Des mesures urgentes doivent être prises en attendant, à commencer par le réexamen des dispositions à caractère liberticide des lois existantes en vue de leur abrogation. Ce devrait être le travail du Parlement et d’associations de citoyens.

Par ailleurs, il existe déjà des lois de nature à protéger policiers et gendarmes dans l’exercice de leurs fonctions et leur vie privée. Ce ne sont pas les textes qui manquent mais la volonté politique de les appliquer.

Cependant, la meilleure protection des policiers et de la République est leur intégration dans la vie des cités : une police de tranquillité et de proximité, familière des lieux où elle exerce ses responsabilités, en relation constante avec les populations, réduisant très rapidement les opérations coup de poing qui permettent d’arrêter certains délinquants mais créent un environnement qui, faute de lien social, en fait surgir d’autres, de plus en plus nombreux. Une police de prévision et de prévention, agissant en amont sur les causes de la délinquance et en coordination constante avec les autres acteurs sociaux, doit permettre de tarir la délinquance à sa source.
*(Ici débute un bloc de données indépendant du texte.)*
/// Pull the amount out of a price string.
///
/// With a comma decimal separator, dots are grouping and the comma becomes
/// the decimal point; otherwise commas are grouping. Spaces are treated as
/// grouping in both cases.
pub fn extract_numeric_value(text: &str, decimal_separator: &str) -> Result<f64, CheckIssue> {
    let kept: String = text
        .chars()
        .filter(|c| c.is_ascii_digit() || matches!(c, ',' | '.' | ' '))
        .collect();

    if !has_digit(&kept) {
        return Err(CheckIssue::NumberNotFound {
            text: text.to_string(),
        });
    }

    let normalized: String = if decimal_separator == "," {
        kept.chars()
            .filter(|c| *c != '.' && *c != ' ')
            .map(|c| if c == ',' { '.' } else { c })
            .collect()
    } else {
        kept.chars().filter(|c| *c != ',' && *c != ' ').collect()
    };

    normalized
        .parse::<f64>()
        .map_err(|_| CheckIssue::NumberParseFailure {
            text: text.to_string(),
        })
}

/// Validate a price string against a language's expectations.
///
/// Checks run in order and stop at the first failure: empty input, missing
/// symbol, missing digits, unparsable amount. A symbol outside the
/// language's accepted currencies (and the platform default) only yields a
/// warning.
///
/// # Arguments
/// * `text` - The price as displayed, e.g. `"1 299,00 €"`
/// * `config` - Decision-table row of the page's language
///
/// # Returns
/// A `CurrencyCheckResult` with the detected symbol, the parsed amount and
/// at most one error or warning.
pub fn validate_currency(text: &str, config: &LanguageConfig) -> CurrencyCheckResult {
    let mut result = CurrencyCheckResult::new(text);

    if text.trim().is_empty() {
        return result.fail(CheckIssue::InputEmpty);
    }

    let Some(symbol) = detect_currency_symbol(text) else {
        return result.fail(CheckIssue::SymbolNotFound {
            text: text.to_string(),
        });
    };
    result.detected_symbol = Some(symbol.to_string());

    if !has_digit(text) {
        return result.fail(CheckIssue::NumberNotFound {
            text: text.to_string(),
        });
    }

    match extract_numeric_value(text, config.decimal_separator()) {
        Ok(value) => result.numeric_value = Some(value),
        Err(issue) => return result.fail(issue),
    }

    result.is_valid = true;

    let expected = config
        .accepted_currencies()
        .chain(std::iter::once(PLATFORM_DEFAULT_CURRENCY))
        .any(|currency| currency == symbol);
    if !expected {
        result.warning = Some(CheckIssue::CurrencyMismatch {
            symbol: symbol.to_string(),
            language: config.code().to_string(),
        });
    }

    result
}

/// Shape check for a bare number in the given decimal convention.
///
/// `Dot`: `1,234.56`, `1234.56`. `Comma`: `1.234,56`, `1 234,56`, `1234,56`.
pub fn validate_number_format(text: &str, decimal_type: DecimalSeparatorType) -> bool {
    let text = text.trim();
    let regex = match decimal_type {
        DecimalSeparatorType::Dot => DOT_NUMBER_REGEX
            .get_or_init(|| Regex::new(r"^(?:\d{1,3}(?:,\d{3})+|\d+)(?:\.\d+)?$").unwrap()),
        DecimalSeparatorType::Comma => COMMA_NUMBER_REGEX
            .get_or_init(|| Regex::new(r"^(?:\d{1,3}(?:[. ]\d{3})+|\d+)(?:,\d+)?$").unwrap()),
    };
    regex.is_match(text)
}

/// Swap the decimal separator `from` for `to`, moving the other one into the
/// grouping position.
///
/// Works in a single left-to-right pass, so no substituted text is ever
/// rescanned. Identity when both are the same or either is empty.
///
/// # Arguments
/// * `text` - Price text, e.g. `"1.234,56 €"`
/// * `from` - Decimal separator currently used by `text`
/// * `to` - Decimal separator wanted
///
/// # Returns
/// The converted text; characters other than the two separators are kept.
pub fn convert_price_format(text: &str, from: &str, to: &str) -> String {
    if from == to || from.is_empty() || to.is_empty() {
        return text.to_string();
    }

    let mut converted = String::with_capacity(text.len());
    let mut rest = text;
    while let Some(c) = rest.chars().next() {
        if let Some(after) = rest.strip_prefix(from) {
            converted.push_str(to);
            rest = after;
        } else if let Some(after) = rest.strip_prefix(to) {
            converted.push_str(from);
            rest = after;
        } else {
            converted.push(c);
            rest = &rest[c.len_utf8()..];
        }
    }
    converted
}

static DECIMAL_PART_REGEX: OnceLock<Regex> = OnceLock::new();

/// Count of prices using each decimal convention.
#[derive(Debug, Clone, Copy, PartialEq, Eq, Default, Serialize)]
#[serde(rename_all = "camelCase")]
pub struct SeparatorUsage {
    pub dot: usize,
    pub comma: usize,
}

impl SeparatorUsage {
    /// The separator used by more prices. `None` on a tie, including when no
    /// price shows a decimal part.
    pub fn dominant(&self) -> Option<&'static str> {
        match self.dot.cmp(&self.comma) {
            std::cmp::Ordering::Greater => Some("."),
            std::cmp::Ordering::Less => Some(","),
            std::cmp::Ordering::Equal => None,
        }
    }
}

/// Decimal separator of one price: the last `.` or `,` followed by exactly
/// two digits. `"1,234.56 €"` gives `"."`, `"1.234 Ft"` gives `None`.
pub fn decimal_separator_of(price: &str) -> Option<&'static str> {
    let regex = DECIMAL_PART_REGEX.get_or_init(|| Regex::new(r"\d([.,])\d{2}(?:\D|$)").unwrap());
    regex
        .captures_iter(price)
        .last()
        .map(|caps| if &caps[1] == "." { "." } else { "," })
}

/// Tally the decimal separators used across a page's prices.
///
/// Prices without a two-digit decimal part are not counted.
pub fn separator_usage<S: AsRef<str>>(prices: &[S]) -> SeparatorUsage {
    let mut usage = SeparatorUsage::default();
    for price in prices {
        match decimal_separator_of(price.as_ref()) {
            Some(".") => usage.dot += 1,
            Some(_) => usage.comma += 1,
            None => {}
        }
    }
    usage
}

#[cfg(test)]
mod tests {
    use super::*;
    use crate::locale::LanguageTable;

    fn config(code: &str) -> LanguageConfig {
        LanguageTable::builtin()
            .get(code)
            .expect("builtin language")
            .clone()
    }

    // ==================== Symbol Detection Tests ====================

    #[test]
    fn test_detect_euro() {
        assert_eq!(detect_currency_symbol("10,00 €"), Some("€"));
    }

    #[test]
    fn test_detect_dollar() {
        assert_eq!(detect_currency_symbol("$9.99"), Some("$"));
    }

    #[test]
    fn test_detect_yen_and_dong() {
        assert_eq!(detect_currency_symbol("¥1000"), Some("¥"));
        assert_eq!(detect_currency_symbol("100.000 ₫"), Some("₫"));
    }

    #[test]
    fn test_detect_multichar_tokens() {
        assert_eq!(detect_currency_symbol("99,99 zł"), Some("zł"));
        assert_eq!(detect_currency_symbol("1 299 Kč"), Some("Kč"));
        assert_eq!(detect_currency_symbol("1.500 Ft"), Some("Ft"));
    }

    #[test]
    fn test_detect_no_symbol() {
        assert_eq!(detect_currency_symbol("100.00"), None);
        assert_eq!(detect_currency_symbol(""), None);
    }

    #[test]
    fn test_detect_dollar_shadows_composite_tokens() {
        assert_eq!(detect_currency_symbol("NT$ 100"), Some("$"));
        assert_eq!(detect_currency_symbol("R$ 49,90"), Some("$"));
    }

    #[test]
    fn test_detect_euro_wins_over_later_tokens() {
        assert_eq!(detect_currency_symbol("12 kr / 1,60 €"), Some("€"));
    }

    // ==================== Price Format Tests ====================

    #[test]
    fn test_valid_price_formats() {
        assert!(is_valid_price_format("10,00 €"));
        assert!(is_valid_price_format("$9.99"));
        assert!(is_valid_price_format("€ 100"));
    }

    #[test]
    fn test_invalid_price_formats() {
        assert!(!is_valid_price_format("€"));
        assert!(!is_valid_price_format("100.00"));
        assert!(!is_valid_price_format(""));
    }

    // ==================== Numeric Extraction Tests ====================

    #[test]
    fn test_extract_us_format() {
        let value = extract_numeric_value("$1,234.56", ".").expect("Should parse");
        assert!((value - 1234.56).abs() < 0.001);
    }

    #[test]
    fn test_extract_eu_format() {
        let value = extract_numeric_value("1.234,56 €", ",").expect("Should parse");
        assert!((value - 1234.56).abs() < 0.001);
    }

    #[test]
    fn test_extract_simple_number() {
        let value = extract_numeric_value("€ 100", ".").expect("Should parse");
        assert!((value - 100.0).abs() < 0.001);
    }

    #[test]
    fn test_extract_space_grouping() {
        let value = extract_numeric_value("1 234,56 €", ",").expect("Should parse");
        assert!((value - 1234.56).abs() < 0.001);
    }

    #[test]
    fn test_extract_no_number() {
        assert_eq!(
            extract_numeric_value("no number", "."),
            Err(CheckIssue::NumberNotFound {
                text: "no number".to_string()
            })
        );
    }

    #[test]
    fn test_extract_malformed_number() {
        let result = extract_numeric_value("1.2.3 €", ".");
        assert!(matches!(result, Err(CheckIssue::NumberParseFailure { .. })));
    }

    // ==================== validate_currency Tests ====================

    #[test]
    fn test_validate_valid_euro_in_french() {
        let result = validate_currency("10,00 €", &config("fr"));
        assert!(result.is_valid);
        assert_eq!(result.detected_symbol.as_deref(), Some("€"));
        assert_eq!(result.numeric_value, Some(10.0));
        assert!(result.error.is_none());
        assert!(result.warning.is_none());
    }

    #[test]
    fn test_validate_valid_dollar_in_english() {
        let result = validate_currency("$9.99", &config("en"));
        assert!(result.is_valid);
        assert_eq!(result.detected_symbol.as_deref(), Some("$"));
        assert!(result.warning.is_none());
    }

    #[test]
    fn test_validate_empty() {
        let result = validate_currency("   ", &config("en"));
        assert!(!result.is_valid);
        assert_eq!(result.error, Some(CheckIssue::InputEmpty));
    }

    #[test]
    fn test_validate_missing_symbol() {
        let result = validate_currency("100.00", &config("en"));
        assert!(!result.is_valid);
        assert!(result.error_message().is_some());
        assert!(matches!(result.error, Some(CheckIssue::SymbolNotFound { .. })));
    }

    #[test]
    fn test_validate_symbol_without_number() {
        let result = validate_currency("€", &config("fr"));
        assert!(!result.is_valid);
        assert_eq!(result.detected_symbol.as_deref(), Some("€"));
        assert!(matches!(result.error, Some(CheckIssue::NumberNotFound { .. })));
    }

    #[test]
    fn test_validate_unparsable_amount() {
        let result = validate_currency("€ 1.2.3", &config("en"));
        assert!(!result.is_valid);
        assert!(matches!(result.error, Some(CheckIssue::NumberParseFailure { .. })));
    }

    #[test]
    fn test_validate_unexpected_symbol_is_warning_only() {
        let result = validate_currency("£12.00", &config("ja"));
        assert!(result.is_valid);
        assert!(result.error.is_none());
        assert_eq!(
            result.warning,
            Some(CheckIssue::CurrencyMismatch {
                symbol: "£".to_string(),
                language: "ja".to_string()
            })
        );
        assert!(result.warning_message().unwrap().contains("£"));
    }

    #[test]
    fn test_validate_platform_default_always_accepted() {
        // English has no default currency; € is still the platform default
        let result = validate_currency("€9.99", &config("en"));
        assert!(result.is_valid);
        assert!(result.warning.is_none());
    }

    #[test]
    fn test_validate_secondary_currency_accepted() {
        let result = validate_currency("99,99 zł", &config("pl"));
        assert!(result.is_valid);
        assert!(result.warning.is_none());
        assert_eq!(result.numeric_value, Some(99.99));
    }

    // ==================== Number Format Tests ====================

    #[test]
    fn test_number_format_dot() {
        assert!(validate_number_format("1,234.56", DecimalSeparatorType::Dot));
        assert!(validate_number_format("1234.56", DecimalSeparatorType::Dot));
        assert!(validate_number_format("12", DecimalSeparatorType::Dot));
        assert!(!validate_number_format("1.234,56", DecimalSeparatorType::Dot));
        assert!(!validate_number_format("12,34", DecimalSeparatorType::Dot));
    }

    #[test]
    fn test_number_format_comma() {
        assert!(validate_number_format("1.234,56", DecimalSeparatorType::Comma));
        assert!(validate_number_format("1 234,56", DecimalSeparatorType::Comma));
        assert!(validate_number_format("1234,56", DecimalSeparatorType::Comma));
        assert!(!validate_number_format("1,234.56", DecimalSeparatorType::Comma));
        assert!(!validate_number_format("", DecimalSeparatorType::Comma));
    }

    // ==================== Conversion Tests ====================

    #[test]
    fn test_convert_eu_to_us() {
        assert_eq!(convert_price_format("1.234,56", ",", "."), "1,234.56");
    }

    #[test]
    fn test_convert_us_to_eu() {
        assert_eq!(convert_price_format("1,234.56", ".", ","), "1.234,56");
    }

    #[test]
    fn test_convert_round_trip() {
        let eu = "12.345.678,90 €";
        let us = convert_price_format(eu, ",", ".");
        assert_eq!(convert_price_format(&us, ".", ","), eu);
    }

    #[test]
    fn test_convert_does_not_rescan_existing_nul() {
        assert_eq!(convert_price_format("1\u{0}234,56", ",", "."), "1\u{0}234.56");
        assert_eq!(convert_price_format("\u{0}1.5", ".", ","), "\u{0}1,5");
    }

    #[test]
    fn test_convert_multichar_separators() {
        assert_eq!(convert_price_format("1'234.50", ".", "'"), "1.234'50");
    }

    #[test]
    fn test_convert_empty_separator_is_identity() {
        assert_eq!(convert_price_format("1.234,56", "", ","), "1.234,56");
    }

    // ==================== Decimal Separator Usage Tests ====================

    #[test]
    fn test_decimal_separator_of() {
        assert_eq!(decimal_separator_of("1,234.56 €"), Some("."));
        assert_eq!(decimal_separator_of("1.234,56 €"), Some(","));
        assert_eq!(decimal_separator_of("29,99"), Some(","));
        assert_eq!(decimal_separator_of("1.234 Ft"), None);
        assert_eq!(decimal_separator_of("12 345 ₫"), None);
        assert_eq!(decimal_separator_of("€"), None);
    }

    #[test]
    fn test_separator_usage_dominant() {
        let usage = separator_usage(&["1,234.56 €", "29.99 €", "10,00 €"]);
        assert_eq!(usage, SeparatorUsage { dot: 2, comma: 1 });
        assert_eq!(usage.dominant(), Some("."));
    }

    #[test]
    fn test_separator_usage_tie_and_empty() {
        assert_eq!(separator_usage(&["1.50 $", "1,50 €"]).dominant(), None);
        assert_eq!(separator_usage::<&str>(&[]).dominant(), None);
        assert_eq!(separator_usage(&["100 ¥"]).dominant(), None);
    }

    #[test]
    fn test_convert_same_separator_is_identity() {
        assert_eq!(convert_price_format("1.234,56", ",", ","), "1.234,56");
    }
}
Un contrôle indépendant de la police est nécessaire
pour rétablir le respect qui lui est dû, sans suspicion de favoritisme d’Etat : remplacer l’IGPN, la police des polices, par un organe auquel à la fois les policiers et les populations puissent faire confiance. Le Parlement, en particulier sa commission des lois, et le Défenseur des droits doivent rapidement proposer une alternative. Libérer la parole de la grande majorité des policiers républicains est nécessaire pour préserver l’indispensable relation de confiance entre la police et la population. Pour cela, il faut assurer que les élections professionnelles de la police ne soient pas entachées de fraude et arrêter la confusion des genres : on ne doit plus confier à des sociétés privées des fonctions qui devraient être exclusivement de police. Quant aux heures supplémentaires en retard de traitement, elles doivent être rapidement prises en compte par l’Etat.

A un moment où les liquidités coulent à flots, la police, les soignants et les enseignants doivent bénéficier d’un effort de respect et de traitement reconnaissant leur rôle social essentiel.

Evidemment, une évolution doit être organisée, dans ce contexte, concernant l’usage des instruments de répression : c’est la prévention qui permettra d’en limiter l’usage et non une décision arbitraire. Enfin, il faut que l’Etat et la justice décident une bonne fois pour toutes des mesures à prendre et des moyens à utiliser pour réellement mener une guerre à la drogue et aux trafics des mafias, à commencer par celles de ce nouveau capitalisme criminel qui, de paradis fiscaux en paradis juridiques, s’affranchit des règles de droit appliquées à la grande majorité d’entre nous.

Les excès commis par les brebis galeuses de la police ne sont pas l’exception qui confirme la règle, mais un signe du dérèglement de toute notre société. Le droit ne doit pas être l’attribut de tel ou tel de ses échelons, mais doit en être le principe directeur.

Pour montrer la détermination à changer un état de choses devenu inadmissible, la démission du préfet de police de Paris est nécessaire. Non seulement sa personnalité symbolise la nature de la répression actuelle, mais les pouvoirs que cette institution permet de s’arroger doivent être mis en cause. C’est un signe qui rendra crédible la volonté de retour aux principes fondateurs de l’ordre républicain, sans lesquels la dérive actuelle continuera jusqu’à engendrer, de fait ou de droit, un changement de régime.